Encontro, conduzido pela OAB-AC, discutiu prevenção, governança e atuação integrada das instituições diante dos impactos climáticos
Corregedores e representantes de corregedorias e comissões de ética de diversos órgãos se reuniram nesta sexta-feira, 11, no Plenário do Tribunal de Contas do Acre (TCE-AC), para a 14ª reunião ordinária do Fórum Permanente de Corregedores e Comissões de Ética com atuação no estado.
Conduzido pela Ordem dos Advogados do Brasil – Seccional Acre (OAB-AC), o encontro teve como tema os impactos das mudanças climáticas na Amazônia e o papel das corregedorias diante desses desafios. A reunião foi sediada pelo TCE-AC e pelo Ministério Público de Contas (MPC-AC).
A presidente do TCE-AC, conselheira Dulce Benício, participou da abertura e destacou a importância do trabalho conjunto desenvolvido pelas corregedorias.
“Vocês são corregedorias em rede. Essa é uma inovação extraordinária, porque pegaram aquilo que era uma ilha e transformaram no grande arquipélago da ética, da resolução e da construção de soluções. E agem como farol das instituições, sinalizando sobre os perigos que o nosso barco institucional pode enfrentar.”
A programação contou com palestra da auditora de controle externo do TCE-AC, Ana Caroliny Cabral, sobre o tema “Impacto das Mudanças Climáticas na Amazônia e suas consequências para o planeta, com enfoque na atuação das Corregedorias”.
Durante a exposição, a auditora destacou que as corregedorias podem contribuir não apenas na apuração e correção de condutas, mas também por meio de orientação e monitoramento, ajudando as instituições a identificar riscos e se preparar para os efeitos dos eventos climáticos.
“Estivemos reunidos nessa incumbência de discutir os impactos da crise climática na Amazônia e para o nosso planeta. E qual o papel das corregedorias diante do enfrentamento das crises climáticas? Que a gente possa debater, mas, acima de tudo, deixar a mensagem de enfrentamento, de governança ambiental para as corregedorias”, afirmou Ana Caroliny.

Atuação conjunta
O conselheiro-corregedor do TCE-AC, Ribamar Trindade, ressaltou que secas, enchentes e outros eventos extremos já produzem consequências para a administração pública e exigem uma resposta articulada entre as instituições.
“Os efeitos das mudanças climáticas já trazem consequências concretas para a administração pública, inclusive com aumento dos gastos em períodos de seca e de enchentes. Por isso, não é uma questão que possa ser enfrentada de forma isolada. Precisamos compartilhar conhecimento, experiências e boas práticas entre as instituições. Esse trabalho conjunto fortalece a atuação das corregedorias e nos permite estar mais preparados para os desafios que já estamos enfrentando”, pontuou.

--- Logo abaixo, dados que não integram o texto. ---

//! Simulation module
//!
//! All gameplay logic lives here. Nothing in this module touches the DOM,
//! audio or storage:
//! - Time comes in as explicit wall-clock timestamps
//! - Randomness comes from the session's seeded RNG
//! - Side effects leave as [`GameEvent`]s for the frame driver to dispatch

pub mod collision;
pub mod session;
pub mod spawner;
pub mod state;
pub mod tick;
pub mod time;

pub use collision::{apply_pickup, expire_timers, overlaps, resolve_collisions};
pub use session::Session;
pub use spawner::{Trajectory, random_hazard_color, spawn_hazard, spawn_item};
pub use state::{Canvas, Entity, EntityKind, GameEvent, GamePhase, GameState, Player, Rect, Rgb};
pub use tick::{Direction, TickInput, frame_delta, tick};
pub use time::{Clock, GameMs, Instant, ManualClock, SystemClock, WallMs};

Para a corregedora do MPC-AC, procuradora Anna Helena Azevedo, o debate também é uma oportunidade para pensar em medidas que contribuam para melhorar a qualidade de vida da população que vive na região.
“Nós, enquanto moradores dessa Amazônia, temos que conhecê-la primeiramente e ver o que podemos fazer para melhorar a qualidade de vida das pessoas que aqui vivem e que sofrem com os impactos das mudanças climáticas. A palestra trouxe a importância da prevenção e do planejamento para que tenhamos uma boa governança e possamos mitigar esses efeitos adversos, pensando, sobretudo nas pessoas mais vulneráveis, como crianças, idosos e pessoas com deficiência.”
A corregedora-geral da OAB-AC, Ana Maria Carvalho, destacou a participação das diferentes instituições na construção do debate.
“Tivemos a oportunidade de debater as mudanças climáticas, quando cada participante pôde dar a sua contribuição para o tema. E, desde já, agradecemos a acolhida”, destacou.
A discussão reforçou que os desafios climáticos não se limitam à questão ambiental e também envolvem direitos, gestão pública, integridade e responsabilidade institucional. Nesse contexto, a atuação das corregedorias pode contribuir para identificar riscos, aprimorar procedimentos e fortalecer a resposta das instituições diante de situações que afetam a população.
Participaram do encontro representantes da OAB-AC, Secretaria de Estado da Fazenda (Sefaz), Instituto de Administração Penitenciária do Acre (Iapen), Corpo de Bombeiros Militar do Acre (CBMAC), Defensoria Pública do Estado (DPE), Ministério Público de Contas (MPC-AC), Tribunal de Justiça do Acre (TJAC), Tribunal de Contas do Estado (TCE-AC), Procuradoria-Geral do Estado (PGE) e Polícia Federal (PF).